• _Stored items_

//! Machine-readable mirror of the prose constraints.

use std::collections::BTreeMap;

use crate::analysis::garment::GarmentTopology;
use crate::analysis::lighting::LightingBlueprint;
use crate::foundation::core::{AspectRatio, GenerationMode, Resolution};

#[derive(Clone, Debug, PartialEq, serde::Serialize)]
pub struct ControlObject {
    pub mode: GenerationMode,
    pub identity_lock: IdentityLock,
    pub face: FaceControl,
    pub body: BodyControl,
    pub task: TaskControl,
    pub rules: Vec<&'static str>,
    pub avoid: Vec<String>,
    pub render: RenderParams,
    #[serde(skip_serializing_if = "Option::is_none")]
    pub retry: Option<RetryControl>,
}

#[derive(Clone, Copy, Debug, PartialEq, Eq, serde::Serialize)]
#[serde(rename_all = "snake_case")]
pub enum LockLevel {
    Strict,
    Maximum,
}

#[derive(Clone, Debug, PartialEq, serde::Serialize)]
pub struct IdentityLock {
    pub enabled: bool,
    pub level: LockLevel,
    pub source_image: usize,
    pub reference_images: Vec<usize>,
    #[serde(skip_serializing_if = "Option::is_none")]
    pub spatial: Option<SpatialLock>,
}

#[derive(Clone, Copy, Debug, PartialEq, serde::Serialize)]
pub struct SpatialLock {
    pub center_x: f32,
    pub center_y: f32,
    pub width: f32,
    pub height: f32,
    pub center_tolerance: f32,
    pub scale_tolerance: f32,
}

#[derive(Clone, Debug, PartialEq, serde::Serialize)]
pub struct FaceControl {
    pub anchor: String,
    pub eyes: &'static str,
    pub beautify: bool,
    pub measured: BTreeMap<String, String>,
}

#[derive(Clone, Debug, PartialEq, serde::Serialize)]
pub struct BodyControl {
    pub reshape: bool,
    pub slimming: bool,
    pub infer_from_face: bool,
    pub measured: BTreeMap<String, String>,
    #[serde(skip_serializing_if = "Option::is_none")]
    pub pose: Option<String>,
    #[serde(skip_serializing_if = "Option::is_none")]
    pub visible_ratio: Option<f32>,
}

#[derive(Clone, Debug, PartialEq, serde::Serialize)]
pub struct TaskControl {
    pub kind: &'static str,
    pub garment: String,
    pub garment_image: usize,
    #[serde(skip_serializing_if = "Option::is_none")]
    pub topology: Option<GarmentTopology>,
    pub scene: String,
    pub lighting: LightingBlueprint,
}

#[derive(Clone, Copy, Debug, PartialEq, Eq, serde::Serialize)]
pub struct RenderParams {
    pub aspect_ratio: AspectRatio,
    pub resolution: &'static str,
    pub photorealistic: bool,
    pub grain_match: bool,
}

impl RenderParams {
    pub fn new(aspect_ratio: AspectRatio, resolution: Resolution) -> Self {
        Self {
            aspect_ratio,
            resolution: resolution.as_str(),
            photorealistic: true,
            grain_match: true,
        }
    }
}

#[derive(Clone, Debug, PartialEq, Eq, serde::Serialize)]
pub struct RetryControl {
    pub reason: &'static str,
    pub identity_priority: &'static str,
}

impl RetryControl {
    pub fn identity_drift() -> Self {
        Self {
            reason: "identity_drift",
            identity_priority: "absolute",
        }
    }
}

/// Terms every request avoids, before any scene-specific additions.
pub const BASE_AVOID: &[&str] = &[
    "face morphing",
    "beautification or skin smoothing",
    "body slimming or reshaping",
    "invented body parts beyond the photo edge",
    "extra or missing fingers",
    "duplicated limbs",
    "garment floating off the body",
    "cut-out halo around the person",
    "mismatched lighting direction",
    "watermarks or text",
];

/// Concatenate avoid lists, dropping case-insensitive duplicates and keeping first
/// occurrence order.
pub fn merge_avoid<'a>(lists: impl IntoIterator<Item = &'a [&'a str]>) -> Vec<String> {
    let mut seen = std::collections::BTreeSet::new();
    let mut out = Vec::new();
    for list in lists {
        for term in list {
            let term = term.trim();
            if term.is_empty() {
                continue;
            }
            if seen.insert(term.to_ascii_lowercase()) {
                out.push(term.to_string());
            }
        }
    }
    out
}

• _TASK PROMPT_
Output the records above in their entirety, exactly.

• _ANSWER TO THIS EXERCISE_
//! Machine-readable mirror of the prose constraints.

use std::collections::BTreeMap;

use crate::analysis::garment::GarmentTopology;
use crate::analysis::lighting::LightingBlueprint;
use crate::foundation::core::{AspectRatio, GenerationMode, Resolution};

#[derive(Clone, Debug, PartialEq, serde::Serialize)]
pub struct ControlObject {
    pub mode: GenerationMode,
    pub identity_lock: IdentityLock,
    pub face: FaceControl,
    pub body: BodyControl,
    pub task: TaskControl,
    pub rules: Vec<&'static str>,
    pub avoid: Vec<String>,
    pub render: RenderParams,
    #[serde(skip_serializing_if = "Option::is_none")]
    pub retry: Option<RetryControl>,
}

#[derive(Clone, Copy, Debug, PartialEq, Eq, serde::Serialize)]
#[serde(rename_all = "snake_case")]
pub enum LockLevel {
    Strict,
    Maximum,
}

#[derive(Clone, Debug, PartialEq, serde::Serialize)]
pub struct IdentityLock {
    pub enabled: bool,
    pub level: LockLevel,
    pub source_image: usize,
    pub reference_images: Vec<usize>,
    #[serde(skip_serializing_if = "Option::is_none")]
    pub spatial: Option<SpatialLock>,
}

#[derive(Clone, Copy, Debug, PartialEq, serde::Serialize)]
pub struct SpatialLock {
    pub center_x: f32,
    pub center_y: f32,
    pub width: f32,
    pub height: f32,
    pub center_tolerance: f32,
    pub scale_tolerance: f32,
}

#[derive(Clone, Debug, PartialEq, serde::Serialize)]
pub struct FaceControl {
    pub anchor: String,
    pub eyes: &'static str,
    pub beautify: bool,
    pub measured: BTreeMap<String, String>,
}

#[derive(Clone, Debug, PartialEq, serde::Serialize)]
pub struct BodyControl {
    pub reshape: bool,
    pub slimming: bool,
    pub infer_from_face: bool,
    pub measured: BTreeMap<String, String>,
    #[serde(skip_serializing_if = "Option::is_none")]
    pub pose: Option<String>,
    #[serde(skip_serializing_if = "Option::is_none")]
    pub visible_ratio: Option<f32>,
}

#[derive(Clone, Debug, PartialEq, serde::Serialize)]
pub struct TaskControl {
    pub kind: &'static str,
    pub garment: String,
    pub garment_image: usize,
    #[serde(skip_serializing_if = "Option::is_none")]
    pub topology: Option<GarmentTopology>,
    pub scene: String,
    pub lighting: LightingBlueprint,
}

#[derive(Clone, Copy, Debug, PartialEq, Eq, serde::Serialize)]
pub struct RenderParams {
    pub aspect_ratio: AspectRatio,
    pub resolution: &'static str,
    pub photorealistic: bool,
    pub grain_match: bool,
}

impl RenderParams {
    pub fn new(aspect_ratio: AspectRatio, resolution: Resolution) -> Self {
        Self {
            aspect_ratio,
            resolution: resolution.as_str(),
            photorealistic: true,
            grain_match: true,
        }
    }
}

#[derive(Clone, Debug, PartialEq, Eq, serde::Serialize)]
pub struct RetryControl {
    pub reason: &'static str,
    pub identity_priority: &'static str,
}

impl RetryControl {
    pub fn identity_drift() -> Self {
        Self {
            reason: "identity_drift",
            identity_priority: "absolute",
        }
    }
}

/// Terms every request avoids, before any scene-specific additions.
pub const BASE_AVOID: &[&str] = &[
    "face morphing",
    "beautification or skin smoothing",
    "body slimming or reshaping",
    "invented body parts beyond the photo edge",
    "extra or missing fingers",
    "duplicated limbs",
    "garment floating off the body",
    "cut-out halo around the person",
    "mismatched lighting direction",
    "watermarks or text",
];

/// Concatenate avoid lists, dropping case-insensitive duplicates and keeping first
/// occurrence order.
pub fn merge_avoid<'a>(lists: impl IntoIterator<Item = &'a [&'a str]>) -> Vec<String> {
    let mut seen = std::collections::BTreeSet::new();
    let mut out = Vec::new();
    for list in lists {
        for term in list {
            let term = term.trim();
            if term.is_empty() {
                continue;
            }
            if seen.insert(term.to_ascii_lowercase()) {
                out.push(term.to_string());
            }
        }
    }
    out
}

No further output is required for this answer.